Source information START
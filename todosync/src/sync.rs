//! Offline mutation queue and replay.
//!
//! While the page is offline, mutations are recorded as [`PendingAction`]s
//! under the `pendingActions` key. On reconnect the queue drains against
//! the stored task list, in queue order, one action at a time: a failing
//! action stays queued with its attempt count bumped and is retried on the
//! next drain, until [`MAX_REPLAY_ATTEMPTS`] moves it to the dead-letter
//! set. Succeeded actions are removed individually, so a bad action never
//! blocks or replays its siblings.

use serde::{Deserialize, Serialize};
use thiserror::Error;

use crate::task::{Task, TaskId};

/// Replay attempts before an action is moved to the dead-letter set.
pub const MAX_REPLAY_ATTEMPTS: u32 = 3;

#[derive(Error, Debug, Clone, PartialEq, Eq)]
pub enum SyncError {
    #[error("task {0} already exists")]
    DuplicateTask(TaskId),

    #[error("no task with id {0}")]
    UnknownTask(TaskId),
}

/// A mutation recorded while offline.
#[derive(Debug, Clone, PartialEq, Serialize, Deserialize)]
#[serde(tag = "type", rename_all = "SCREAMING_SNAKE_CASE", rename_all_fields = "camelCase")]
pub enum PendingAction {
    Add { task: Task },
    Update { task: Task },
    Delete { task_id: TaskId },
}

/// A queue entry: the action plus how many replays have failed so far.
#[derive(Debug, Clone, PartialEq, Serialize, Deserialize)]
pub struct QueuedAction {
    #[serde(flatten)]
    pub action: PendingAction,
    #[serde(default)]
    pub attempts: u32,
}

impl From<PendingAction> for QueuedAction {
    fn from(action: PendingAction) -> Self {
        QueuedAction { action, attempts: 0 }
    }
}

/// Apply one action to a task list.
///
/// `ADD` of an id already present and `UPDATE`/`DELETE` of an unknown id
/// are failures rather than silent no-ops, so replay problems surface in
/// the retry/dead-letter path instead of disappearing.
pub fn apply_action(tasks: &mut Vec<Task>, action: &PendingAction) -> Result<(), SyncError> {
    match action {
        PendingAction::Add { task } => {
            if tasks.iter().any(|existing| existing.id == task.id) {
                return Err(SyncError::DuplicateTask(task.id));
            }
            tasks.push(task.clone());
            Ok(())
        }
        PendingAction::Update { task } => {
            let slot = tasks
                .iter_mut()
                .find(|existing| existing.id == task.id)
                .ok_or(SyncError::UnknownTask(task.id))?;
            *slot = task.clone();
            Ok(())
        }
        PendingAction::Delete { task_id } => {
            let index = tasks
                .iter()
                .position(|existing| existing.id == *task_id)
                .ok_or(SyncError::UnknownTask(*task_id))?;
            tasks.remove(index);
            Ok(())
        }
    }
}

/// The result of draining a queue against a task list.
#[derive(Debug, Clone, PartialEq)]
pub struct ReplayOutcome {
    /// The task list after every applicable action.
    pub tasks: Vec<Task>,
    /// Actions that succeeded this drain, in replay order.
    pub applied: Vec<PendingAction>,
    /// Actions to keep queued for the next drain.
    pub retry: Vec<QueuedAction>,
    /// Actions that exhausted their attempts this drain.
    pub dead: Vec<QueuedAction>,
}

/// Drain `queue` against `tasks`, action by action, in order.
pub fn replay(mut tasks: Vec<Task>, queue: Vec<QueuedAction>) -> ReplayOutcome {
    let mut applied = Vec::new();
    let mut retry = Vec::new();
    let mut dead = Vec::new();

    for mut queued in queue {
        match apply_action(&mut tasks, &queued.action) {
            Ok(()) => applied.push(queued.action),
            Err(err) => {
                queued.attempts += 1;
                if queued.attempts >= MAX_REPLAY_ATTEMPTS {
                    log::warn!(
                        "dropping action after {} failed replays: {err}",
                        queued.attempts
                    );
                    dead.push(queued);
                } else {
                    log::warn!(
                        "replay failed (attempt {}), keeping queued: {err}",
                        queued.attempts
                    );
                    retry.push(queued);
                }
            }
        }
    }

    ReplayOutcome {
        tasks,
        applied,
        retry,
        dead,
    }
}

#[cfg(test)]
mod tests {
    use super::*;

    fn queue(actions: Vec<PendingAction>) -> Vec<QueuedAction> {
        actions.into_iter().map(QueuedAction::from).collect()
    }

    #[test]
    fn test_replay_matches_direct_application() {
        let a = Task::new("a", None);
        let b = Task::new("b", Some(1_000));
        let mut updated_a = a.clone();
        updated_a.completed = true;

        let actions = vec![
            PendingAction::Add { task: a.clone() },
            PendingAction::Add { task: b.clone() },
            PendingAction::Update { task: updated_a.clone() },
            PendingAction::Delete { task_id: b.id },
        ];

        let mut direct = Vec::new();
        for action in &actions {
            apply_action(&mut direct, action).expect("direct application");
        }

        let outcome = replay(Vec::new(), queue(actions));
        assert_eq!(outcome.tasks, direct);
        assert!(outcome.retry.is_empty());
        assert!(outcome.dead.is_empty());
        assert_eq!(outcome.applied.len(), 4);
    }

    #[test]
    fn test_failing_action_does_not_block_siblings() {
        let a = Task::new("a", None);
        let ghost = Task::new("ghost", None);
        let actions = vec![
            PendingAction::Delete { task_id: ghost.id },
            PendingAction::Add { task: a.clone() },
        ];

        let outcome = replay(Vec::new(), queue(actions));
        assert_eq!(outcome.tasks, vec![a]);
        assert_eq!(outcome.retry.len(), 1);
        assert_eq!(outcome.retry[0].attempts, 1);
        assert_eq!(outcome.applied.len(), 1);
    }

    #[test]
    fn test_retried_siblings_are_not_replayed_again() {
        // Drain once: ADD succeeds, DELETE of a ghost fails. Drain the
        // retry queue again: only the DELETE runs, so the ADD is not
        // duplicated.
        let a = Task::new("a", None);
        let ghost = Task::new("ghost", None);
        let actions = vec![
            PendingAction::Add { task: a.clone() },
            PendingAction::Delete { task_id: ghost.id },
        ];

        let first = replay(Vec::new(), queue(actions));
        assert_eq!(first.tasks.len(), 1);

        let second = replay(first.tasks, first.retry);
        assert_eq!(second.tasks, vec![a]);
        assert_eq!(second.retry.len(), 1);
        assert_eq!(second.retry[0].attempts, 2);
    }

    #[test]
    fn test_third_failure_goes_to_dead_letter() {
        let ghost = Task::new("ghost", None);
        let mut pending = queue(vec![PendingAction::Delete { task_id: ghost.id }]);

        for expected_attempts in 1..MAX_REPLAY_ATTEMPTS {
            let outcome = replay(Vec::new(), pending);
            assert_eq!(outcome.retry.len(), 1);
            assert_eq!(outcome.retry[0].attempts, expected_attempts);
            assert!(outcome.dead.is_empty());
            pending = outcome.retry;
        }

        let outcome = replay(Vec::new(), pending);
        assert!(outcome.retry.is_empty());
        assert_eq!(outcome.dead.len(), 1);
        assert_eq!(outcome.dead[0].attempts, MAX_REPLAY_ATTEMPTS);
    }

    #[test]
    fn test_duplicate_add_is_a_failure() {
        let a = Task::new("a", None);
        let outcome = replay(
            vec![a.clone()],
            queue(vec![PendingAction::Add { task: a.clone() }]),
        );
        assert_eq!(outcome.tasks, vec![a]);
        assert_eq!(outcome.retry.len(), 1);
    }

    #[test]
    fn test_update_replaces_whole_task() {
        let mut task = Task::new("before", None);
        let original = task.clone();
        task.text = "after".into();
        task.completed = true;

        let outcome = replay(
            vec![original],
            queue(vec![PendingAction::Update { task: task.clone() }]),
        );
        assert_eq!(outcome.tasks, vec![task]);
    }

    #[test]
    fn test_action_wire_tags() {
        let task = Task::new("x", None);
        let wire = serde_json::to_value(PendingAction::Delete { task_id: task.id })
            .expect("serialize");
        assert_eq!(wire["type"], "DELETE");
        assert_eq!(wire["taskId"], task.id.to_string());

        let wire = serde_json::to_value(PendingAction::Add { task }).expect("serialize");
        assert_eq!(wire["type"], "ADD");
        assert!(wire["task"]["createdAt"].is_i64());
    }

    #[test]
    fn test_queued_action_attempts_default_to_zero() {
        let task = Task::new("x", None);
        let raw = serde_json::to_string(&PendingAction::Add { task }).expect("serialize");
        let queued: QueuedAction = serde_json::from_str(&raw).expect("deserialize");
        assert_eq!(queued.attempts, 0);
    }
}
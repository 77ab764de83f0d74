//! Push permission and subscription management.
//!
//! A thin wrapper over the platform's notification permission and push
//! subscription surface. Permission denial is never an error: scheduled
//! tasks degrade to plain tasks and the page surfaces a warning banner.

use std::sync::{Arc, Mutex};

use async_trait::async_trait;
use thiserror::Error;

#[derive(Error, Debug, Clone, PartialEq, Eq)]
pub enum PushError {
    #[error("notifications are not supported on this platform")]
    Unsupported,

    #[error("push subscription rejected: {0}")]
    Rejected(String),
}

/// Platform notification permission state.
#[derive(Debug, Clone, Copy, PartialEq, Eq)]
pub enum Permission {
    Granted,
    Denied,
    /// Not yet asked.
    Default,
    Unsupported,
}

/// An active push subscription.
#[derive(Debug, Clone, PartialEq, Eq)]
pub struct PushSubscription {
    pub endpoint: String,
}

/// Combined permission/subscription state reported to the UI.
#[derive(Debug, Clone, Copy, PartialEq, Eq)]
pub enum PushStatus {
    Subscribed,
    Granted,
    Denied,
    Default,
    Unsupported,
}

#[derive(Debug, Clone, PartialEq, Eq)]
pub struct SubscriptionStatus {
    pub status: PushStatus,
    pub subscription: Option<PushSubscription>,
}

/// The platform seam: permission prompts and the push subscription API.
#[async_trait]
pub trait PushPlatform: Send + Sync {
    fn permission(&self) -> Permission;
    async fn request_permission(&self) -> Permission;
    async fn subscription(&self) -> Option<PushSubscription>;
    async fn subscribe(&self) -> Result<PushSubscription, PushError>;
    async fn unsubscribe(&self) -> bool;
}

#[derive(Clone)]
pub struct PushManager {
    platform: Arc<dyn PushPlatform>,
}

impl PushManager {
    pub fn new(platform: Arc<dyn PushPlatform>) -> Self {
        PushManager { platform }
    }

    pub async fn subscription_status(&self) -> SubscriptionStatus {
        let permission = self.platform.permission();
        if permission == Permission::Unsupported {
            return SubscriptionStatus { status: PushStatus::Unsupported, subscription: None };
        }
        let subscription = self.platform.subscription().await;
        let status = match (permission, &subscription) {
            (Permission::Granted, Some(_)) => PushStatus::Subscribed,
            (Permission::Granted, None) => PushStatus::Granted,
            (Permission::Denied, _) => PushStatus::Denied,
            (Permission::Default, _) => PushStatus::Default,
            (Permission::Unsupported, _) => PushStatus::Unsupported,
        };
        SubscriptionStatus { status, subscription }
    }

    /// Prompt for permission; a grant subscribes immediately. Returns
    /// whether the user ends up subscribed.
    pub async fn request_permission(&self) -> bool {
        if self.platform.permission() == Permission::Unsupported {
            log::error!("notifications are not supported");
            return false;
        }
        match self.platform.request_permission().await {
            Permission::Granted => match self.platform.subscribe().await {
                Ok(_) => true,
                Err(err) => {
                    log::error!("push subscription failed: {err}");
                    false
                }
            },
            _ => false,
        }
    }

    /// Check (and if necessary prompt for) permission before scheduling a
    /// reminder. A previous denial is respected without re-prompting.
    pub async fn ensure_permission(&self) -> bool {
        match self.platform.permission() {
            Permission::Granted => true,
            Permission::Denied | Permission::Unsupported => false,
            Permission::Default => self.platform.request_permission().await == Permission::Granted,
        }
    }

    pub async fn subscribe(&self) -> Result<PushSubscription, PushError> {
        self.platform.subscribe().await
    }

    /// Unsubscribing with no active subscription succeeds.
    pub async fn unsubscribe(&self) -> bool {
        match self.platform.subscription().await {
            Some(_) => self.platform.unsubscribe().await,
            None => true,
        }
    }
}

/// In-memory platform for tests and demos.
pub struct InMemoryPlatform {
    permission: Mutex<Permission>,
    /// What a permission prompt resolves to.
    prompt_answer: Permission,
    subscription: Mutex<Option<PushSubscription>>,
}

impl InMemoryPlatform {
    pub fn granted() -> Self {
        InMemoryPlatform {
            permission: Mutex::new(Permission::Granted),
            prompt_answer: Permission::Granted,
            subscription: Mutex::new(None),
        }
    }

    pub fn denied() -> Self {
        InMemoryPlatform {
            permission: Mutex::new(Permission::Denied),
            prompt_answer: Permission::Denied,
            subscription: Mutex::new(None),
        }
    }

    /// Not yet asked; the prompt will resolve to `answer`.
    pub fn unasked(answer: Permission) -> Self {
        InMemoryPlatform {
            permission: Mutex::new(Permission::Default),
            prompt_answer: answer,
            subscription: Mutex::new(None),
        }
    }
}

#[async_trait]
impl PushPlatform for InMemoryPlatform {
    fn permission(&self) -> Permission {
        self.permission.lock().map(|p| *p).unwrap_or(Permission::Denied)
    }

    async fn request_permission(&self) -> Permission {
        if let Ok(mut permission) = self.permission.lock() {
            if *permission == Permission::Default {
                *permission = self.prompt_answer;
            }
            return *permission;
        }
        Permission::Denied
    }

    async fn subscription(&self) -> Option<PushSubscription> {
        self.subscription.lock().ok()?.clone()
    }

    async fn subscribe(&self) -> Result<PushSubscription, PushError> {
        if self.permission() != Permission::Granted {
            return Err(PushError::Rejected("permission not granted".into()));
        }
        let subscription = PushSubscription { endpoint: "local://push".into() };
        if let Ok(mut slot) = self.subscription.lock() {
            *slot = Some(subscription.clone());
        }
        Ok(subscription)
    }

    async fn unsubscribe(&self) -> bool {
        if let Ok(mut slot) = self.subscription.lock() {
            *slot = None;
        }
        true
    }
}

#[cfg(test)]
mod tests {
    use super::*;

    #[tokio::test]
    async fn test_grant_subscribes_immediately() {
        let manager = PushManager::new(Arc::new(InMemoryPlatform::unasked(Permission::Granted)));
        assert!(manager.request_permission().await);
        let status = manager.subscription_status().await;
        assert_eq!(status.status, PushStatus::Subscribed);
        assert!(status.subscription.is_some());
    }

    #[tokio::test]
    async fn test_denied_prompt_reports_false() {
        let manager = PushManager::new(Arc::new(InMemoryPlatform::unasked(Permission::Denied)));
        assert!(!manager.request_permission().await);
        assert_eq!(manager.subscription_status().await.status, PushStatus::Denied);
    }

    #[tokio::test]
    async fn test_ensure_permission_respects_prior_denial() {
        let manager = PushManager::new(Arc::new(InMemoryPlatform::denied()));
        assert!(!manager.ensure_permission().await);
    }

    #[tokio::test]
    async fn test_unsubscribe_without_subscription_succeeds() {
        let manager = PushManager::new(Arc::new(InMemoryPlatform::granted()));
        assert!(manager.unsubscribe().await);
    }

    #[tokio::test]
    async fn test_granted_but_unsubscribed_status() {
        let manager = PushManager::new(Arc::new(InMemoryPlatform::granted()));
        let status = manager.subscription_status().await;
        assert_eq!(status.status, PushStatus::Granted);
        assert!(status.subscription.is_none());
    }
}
Source information END
> Instructions to follow
Those lines above that contain the string "already" should be returned.

> The answer
    #[error("task {0} already exists")]
/// `ADD` of an id already present and `UPDATE`/`DELETE` of an unknown id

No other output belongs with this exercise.